Write out exactly the lines of the entries below, from the first through the line containing "fn pass_and_fail_are_counted() ->", and nothing beyond them.
(Beginning of SUPPLIED INFORMATION)
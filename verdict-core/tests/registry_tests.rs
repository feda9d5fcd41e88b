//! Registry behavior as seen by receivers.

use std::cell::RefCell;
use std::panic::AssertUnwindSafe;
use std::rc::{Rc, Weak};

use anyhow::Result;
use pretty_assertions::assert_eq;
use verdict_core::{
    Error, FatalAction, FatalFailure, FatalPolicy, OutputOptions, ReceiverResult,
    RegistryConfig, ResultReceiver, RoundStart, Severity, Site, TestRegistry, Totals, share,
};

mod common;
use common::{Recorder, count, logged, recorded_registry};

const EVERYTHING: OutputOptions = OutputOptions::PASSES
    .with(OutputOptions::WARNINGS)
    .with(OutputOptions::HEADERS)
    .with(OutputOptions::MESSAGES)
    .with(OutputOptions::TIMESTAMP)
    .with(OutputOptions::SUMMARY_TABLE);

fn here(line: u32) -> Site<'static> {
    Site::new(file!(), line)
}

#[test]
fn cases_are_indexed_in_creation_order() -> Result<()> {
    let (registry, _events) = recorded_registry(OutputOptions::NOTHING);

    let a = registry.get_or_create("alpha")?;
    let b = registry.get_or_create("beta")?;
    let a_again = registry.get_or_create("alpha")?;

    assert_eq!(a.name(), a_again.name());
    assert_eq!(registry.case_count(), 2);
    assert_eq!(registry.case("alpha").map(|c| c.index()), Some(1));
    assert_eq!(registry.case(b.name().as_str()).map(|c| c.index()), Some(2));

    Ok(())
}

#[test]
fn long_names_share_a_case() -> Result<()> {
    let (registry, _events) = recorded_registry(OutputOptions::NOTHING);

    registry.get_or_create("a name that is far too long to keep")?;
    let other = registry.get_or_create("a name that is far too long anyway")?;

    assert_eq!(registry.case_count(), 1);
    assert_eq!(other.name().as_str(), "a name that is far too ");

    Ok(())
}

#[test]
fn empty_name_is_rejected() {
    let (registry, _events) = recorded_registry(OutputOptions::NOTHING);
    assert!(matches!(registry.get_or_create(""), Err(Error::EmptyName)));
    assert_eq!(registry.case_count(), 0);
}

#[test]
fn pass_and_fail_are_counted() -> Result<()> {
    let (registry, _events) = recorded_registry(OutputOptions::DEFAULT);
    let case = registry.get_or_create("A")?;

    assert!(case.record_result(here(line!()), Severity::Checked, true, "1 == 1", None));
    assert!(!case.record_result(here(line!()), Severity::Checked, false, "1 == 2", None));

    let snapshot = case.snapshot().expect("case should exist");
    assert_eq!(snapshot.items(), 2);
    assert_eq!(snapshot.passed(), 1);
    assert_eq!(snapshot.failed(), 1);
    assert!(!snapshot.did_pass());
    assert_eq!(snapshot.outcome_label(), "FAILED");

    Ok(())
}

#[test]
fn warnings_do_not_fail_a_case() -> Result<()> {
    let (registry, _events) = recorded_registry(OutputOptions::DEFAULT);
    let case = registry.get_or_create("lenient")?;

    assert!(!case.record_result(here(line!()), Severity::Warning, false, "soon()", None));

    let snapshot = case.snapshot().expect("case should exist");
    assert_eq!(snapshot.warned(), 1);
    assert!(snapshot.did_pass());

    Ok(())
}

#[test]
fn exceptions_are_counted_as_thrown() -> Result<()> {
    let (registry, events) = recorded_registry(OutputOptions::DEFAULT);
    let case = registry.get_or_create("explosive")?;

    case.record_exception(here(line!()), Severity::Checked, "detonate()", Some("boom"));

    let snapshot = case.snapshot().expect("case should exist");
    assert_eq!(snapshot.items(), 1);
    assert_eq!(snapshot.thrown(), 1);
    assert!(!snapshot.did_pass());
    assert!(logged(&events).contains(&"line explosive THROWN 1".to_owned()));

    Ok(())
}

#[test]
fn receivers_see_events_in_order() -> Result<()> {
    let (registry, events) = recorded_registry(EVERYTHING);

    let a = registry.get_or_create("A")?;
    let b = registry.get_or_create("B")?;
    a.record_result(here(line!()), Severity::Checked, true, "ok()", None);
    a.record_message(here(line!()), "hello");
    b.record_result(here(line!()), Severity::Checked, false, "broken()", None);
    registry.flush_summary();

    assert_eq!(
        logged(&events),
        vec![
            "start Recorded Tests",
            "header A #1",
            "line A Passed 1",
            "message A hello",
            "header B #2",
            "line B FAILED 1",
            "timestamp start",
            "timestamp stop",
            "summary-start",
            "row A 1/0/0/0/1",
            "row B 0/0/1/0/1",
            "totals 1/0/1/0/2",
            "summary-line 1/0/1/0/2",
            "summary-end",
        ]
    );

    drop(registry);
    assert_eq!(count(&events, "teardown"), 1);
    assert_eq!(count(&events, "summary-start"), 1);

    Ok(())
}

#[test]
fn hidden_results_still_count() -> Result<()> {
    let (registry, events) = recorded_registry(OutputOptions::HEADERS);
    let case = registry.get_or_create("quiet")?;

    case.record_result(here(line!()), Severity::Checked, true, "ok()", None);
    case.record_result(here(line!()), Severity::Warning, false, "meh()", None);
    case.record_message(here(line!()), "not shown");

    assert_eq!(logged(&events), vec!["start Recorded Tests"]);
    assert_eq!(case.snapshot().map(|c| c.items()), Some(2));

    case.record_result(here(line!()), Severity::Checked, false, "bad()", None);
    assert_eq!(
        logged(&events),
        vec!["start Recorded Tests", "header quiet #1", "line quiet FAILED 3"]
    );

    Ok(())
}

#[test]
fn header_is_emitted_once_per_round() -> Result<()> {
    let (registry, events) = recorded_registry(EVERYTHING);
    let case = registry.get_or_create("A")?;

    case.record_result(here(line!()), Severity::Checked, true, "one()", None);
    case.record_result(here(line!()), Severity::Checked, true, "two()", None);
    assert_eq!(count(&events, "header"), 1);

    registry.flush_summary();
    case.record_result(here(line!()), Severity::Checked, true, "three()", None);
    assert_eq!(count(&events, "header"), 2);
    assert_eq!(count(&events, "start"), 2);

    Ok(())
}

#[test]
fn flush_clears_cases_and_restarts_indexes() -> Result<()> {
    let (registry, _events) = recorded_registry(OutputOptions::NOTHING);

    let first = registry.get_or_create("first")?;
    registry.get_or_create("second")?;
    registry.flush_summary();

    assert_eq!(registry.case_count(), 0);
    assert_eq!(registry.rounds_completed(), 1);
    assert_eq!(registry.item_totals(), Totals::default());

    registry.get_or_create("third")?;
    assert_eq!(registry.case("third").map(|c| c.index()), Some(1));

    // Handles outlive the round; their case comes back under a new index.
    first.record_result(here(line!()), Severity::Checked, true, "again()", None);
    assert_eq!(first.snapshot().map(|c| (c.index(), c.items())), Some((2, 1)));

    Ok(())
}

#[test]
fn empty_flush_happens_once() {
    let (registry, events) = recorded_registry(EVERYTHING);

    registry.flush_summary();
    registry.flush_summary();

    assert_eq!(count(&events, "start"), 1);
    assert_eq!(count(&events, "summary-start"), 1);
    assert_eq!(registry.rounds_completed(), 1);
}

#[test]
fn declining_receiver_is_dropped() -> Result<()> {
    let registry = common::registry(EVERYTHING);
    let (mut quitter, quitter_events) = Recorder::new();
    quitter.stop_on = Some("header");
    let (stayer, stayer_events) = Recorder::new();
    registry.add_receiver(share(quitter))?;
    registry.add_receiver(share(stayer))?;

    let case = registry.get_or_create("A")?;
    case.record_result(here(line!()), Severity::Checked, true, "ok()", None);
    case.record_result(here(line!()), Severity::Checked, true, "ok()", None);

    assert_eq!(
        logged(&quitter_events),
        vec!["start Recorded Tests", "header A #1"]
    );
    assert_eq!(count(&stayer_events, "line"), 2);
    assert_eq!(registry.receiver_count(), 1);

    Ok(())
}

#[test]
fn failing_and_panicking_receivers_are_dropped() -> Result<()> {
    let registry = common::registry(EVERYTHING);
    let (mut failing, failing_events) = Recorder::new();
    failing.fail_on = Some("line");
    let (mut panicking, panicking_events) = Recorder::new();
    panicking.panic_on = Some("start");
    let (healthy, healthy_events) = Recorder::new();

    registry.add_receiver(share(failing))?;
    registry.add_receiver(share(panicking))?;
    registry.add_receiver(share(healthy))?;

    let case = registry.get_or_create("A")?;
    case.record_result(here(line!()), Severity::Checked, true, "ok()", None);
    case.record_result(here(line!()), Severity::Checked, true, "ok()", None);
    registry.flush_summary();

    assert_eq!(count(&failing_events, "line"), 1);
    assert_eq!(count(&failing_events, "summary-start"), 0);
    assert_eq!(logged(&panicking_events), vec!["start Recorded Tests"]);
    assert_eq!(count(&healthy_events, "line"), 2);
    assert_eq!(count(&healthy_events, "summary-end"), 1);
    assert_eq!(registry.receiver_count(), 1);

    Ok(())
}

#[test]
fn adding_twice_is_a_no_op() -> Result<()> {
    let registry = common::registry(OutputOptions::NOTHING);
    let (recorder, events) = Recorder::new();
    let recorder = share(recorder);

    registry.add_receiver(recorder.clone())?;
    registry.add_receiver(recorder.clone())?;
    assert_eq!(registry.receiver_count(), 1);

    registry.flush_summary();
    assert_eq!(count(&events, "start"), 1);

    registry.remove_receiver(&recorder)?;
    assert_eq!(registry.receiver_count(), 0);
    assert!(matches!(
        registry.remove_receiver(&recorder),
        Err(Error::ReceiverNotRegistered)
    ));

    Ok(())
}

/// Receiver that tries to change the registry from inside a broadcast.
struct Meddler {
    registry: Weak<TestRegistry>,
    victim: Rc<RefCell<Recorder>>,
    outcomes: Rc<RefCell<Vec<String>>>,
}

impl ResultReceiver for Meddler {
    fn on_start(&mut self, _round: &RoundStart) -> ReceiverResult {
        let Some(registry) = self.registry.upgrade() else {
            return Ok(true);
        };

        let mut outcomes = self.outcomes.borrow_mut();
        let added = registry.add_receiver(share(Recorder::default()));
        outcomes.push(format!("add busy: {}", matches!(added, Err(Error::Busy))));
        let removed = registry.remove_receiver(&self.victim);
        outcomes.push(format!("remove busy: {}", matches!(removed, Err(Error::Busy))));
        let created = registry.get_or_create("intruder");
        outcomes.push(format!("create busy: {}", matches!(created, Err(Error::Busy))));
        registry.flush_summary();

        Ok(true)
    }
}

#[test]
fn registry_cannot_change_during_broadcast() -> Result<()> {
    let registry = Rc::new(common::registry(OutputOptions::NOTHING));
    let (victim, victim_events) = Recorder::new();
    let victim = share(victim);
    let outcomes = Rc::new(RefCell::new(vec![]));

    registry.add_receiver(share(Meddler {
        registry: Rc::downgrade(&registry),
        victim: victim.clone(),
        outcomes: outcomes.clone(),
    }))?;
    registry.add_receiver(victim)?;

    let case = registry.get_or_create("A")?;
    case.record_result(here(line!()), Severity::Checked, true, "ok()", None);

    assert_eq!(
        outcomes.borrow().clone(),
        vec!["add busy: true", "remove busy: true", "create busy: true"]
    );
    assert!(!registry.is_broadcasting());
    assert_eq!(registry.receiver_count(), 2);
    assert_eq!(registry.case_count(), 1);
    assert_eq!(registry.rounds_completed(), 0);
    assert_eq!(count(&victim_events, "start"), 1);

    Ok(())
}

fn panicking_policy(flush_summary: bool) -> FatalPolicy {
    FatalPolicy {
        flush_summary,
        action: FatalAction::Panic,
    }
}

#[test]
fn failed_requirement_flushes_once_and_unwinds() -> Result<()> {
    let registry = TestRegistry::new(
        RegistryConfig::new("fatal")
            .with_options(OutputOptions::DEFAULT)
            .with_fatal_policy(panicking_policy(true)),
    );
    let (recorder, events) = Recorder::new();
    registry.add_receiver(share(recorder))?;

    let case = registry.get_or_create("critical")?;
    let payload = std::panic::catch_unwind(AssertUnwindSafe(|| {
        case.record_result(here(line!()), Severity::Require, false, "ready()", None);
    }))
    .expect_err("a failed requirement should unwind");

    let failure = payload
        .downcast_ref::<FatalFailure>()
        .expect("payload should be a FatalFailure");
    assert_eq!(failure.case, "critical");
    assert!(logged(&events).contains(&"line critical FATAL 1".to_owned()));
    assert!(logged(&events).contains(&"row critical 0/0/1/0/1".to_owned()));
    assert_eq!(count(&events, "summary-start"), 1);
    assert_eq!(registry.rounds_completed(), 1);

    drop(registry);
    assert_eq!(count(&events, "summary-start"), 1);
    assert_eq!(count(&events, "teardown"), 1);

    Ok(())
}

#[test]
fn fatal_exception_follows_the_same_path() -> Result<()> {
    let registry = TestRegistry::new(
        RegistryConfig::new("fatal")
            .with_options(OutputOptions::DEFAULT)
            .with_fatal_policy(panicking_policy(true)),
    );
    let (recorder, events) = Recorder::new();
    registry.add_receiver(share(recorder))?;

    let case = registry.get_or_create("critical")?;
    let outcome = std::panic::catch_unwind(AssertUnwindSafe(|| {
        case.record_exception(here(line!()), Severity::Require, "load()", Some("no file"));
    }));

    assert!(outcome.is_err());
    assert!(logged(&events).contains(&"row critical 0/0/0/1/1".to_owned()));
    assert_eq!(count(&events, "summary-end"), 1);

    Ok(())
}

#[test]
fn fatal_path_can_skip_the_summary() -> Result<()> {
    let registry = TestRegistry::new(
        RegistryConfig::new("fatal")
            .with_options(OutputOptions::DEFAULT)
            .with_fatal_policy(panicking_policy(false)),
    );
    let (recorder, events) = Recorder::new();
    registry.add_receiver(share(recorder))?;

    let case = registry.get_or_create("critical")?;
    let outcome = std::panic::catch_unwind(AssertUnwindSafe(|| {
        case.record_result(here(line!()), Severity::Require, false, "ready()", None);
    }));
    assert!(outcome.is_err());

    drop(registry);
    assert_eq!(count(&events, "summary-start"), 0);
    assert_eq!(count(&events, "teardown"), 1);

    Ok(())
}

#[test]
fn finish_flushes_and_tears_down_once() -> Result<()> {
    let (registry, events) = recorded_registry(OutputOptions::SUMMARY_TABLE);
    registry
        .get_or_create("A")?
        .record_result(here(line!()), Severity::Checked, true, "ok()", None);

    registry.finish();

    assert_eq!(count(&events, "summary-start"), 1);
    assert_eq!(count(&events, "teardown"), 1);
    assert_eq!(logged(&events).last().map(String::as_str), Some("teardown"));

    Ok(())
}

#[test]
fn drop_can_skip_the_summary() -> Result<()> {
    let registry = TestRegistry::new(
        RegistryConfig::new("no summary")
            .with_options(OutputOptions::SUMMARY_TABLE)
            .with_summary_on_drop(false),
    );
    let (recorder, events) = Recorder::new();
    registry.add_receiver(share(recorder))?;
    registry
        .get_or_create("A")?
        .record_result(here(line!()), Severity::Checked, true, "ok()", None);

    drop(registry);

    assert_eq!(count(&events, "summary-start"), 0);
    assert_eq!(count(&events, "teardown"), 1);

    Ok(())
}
(End of SUPPLIED INFORMATION)
YOUR RESPONSE »
filename verdict-core/tests/registry_tests.rs
repository feda9d5fcd41e88b
//! Registry behavior as seen by receivers.

use std::cell::RefCell;
use std::panic::AssertUnwindSafe;
use std::rc::{Rc, Weak};

use anyhow::Result;
use pretty_assertions::assert_eq;
use verdict_core::{
    Error, FatalAction, FatalFailure, FatalPolicy, OutputOptions, ReceiverResult,
    RegistryConfig, ResultReceiver, RoundStart, Severity, Site, TestRegistry, Totals, share,
};

mod common;
use common::{Recorder, count, logged, recorded_registry};

const EVERYTHING: OutputOptions = OutputOptions::PASSES
    .with(OutputOptions::WARNINGS)
    .with(OutputOptions::HEADERS)
    .with(OutputOptions::MESSAGES)
    .with(OutputOptions::TIMESTAMP)
    .with(OutputOptions::SUMMARY_TABLE);

fn here(line: u32) -> Site<'static> {
    Site::new(file!(), line)
}

#[test]
fn cases_are_indexed_in_creation_order() -> Result<()> {
    let (registry, _events) = recorded_registry(OutputOptions::NOTHING);

    let a = registry.get_or_create("alpha")?;
    let b = registry.get_or_create("beta")?;
    let a_again = registry.get_or_create("alpha")?;

    assert_eq!(a.name(), a_again.name());
    assert_eq!(registry.case_count(), 2);
    assert_eq!(registry.case("alpha").map(|c| c.index()), Some(1));
    assert_eq!(registry.case(b.name().as_str()).map(|c| c.index()), Some(2));

    Ok(())
}

#[test]
fn long_names_share_a_case() -> Result<()> {
    let (registry, _events) = recorded_registry(OutputOptions::NOTHING);

    registry.get_or_create("a name that is far too long to keep")?;
    let other = registry.get_or_create("a name that is far too long anyway")?;

    assert_eq!(registry.case_count(), 1);
    assert_eq!(other.name().as_str(), "a name that is far too ");

    Ok(())
}

#[test]
fn empty_name_is_rejected() {
    let (registry, _events) = recorded_registry(OutputOptions::NOTHING);
    assert!(matches!(registry.get_or_create(""), Err(Error::EmptyName)));
    assert_eq!(registry.case_count(), 0);
}

#[test]
fn pass_and_fail_are_counted() -> Result<()> {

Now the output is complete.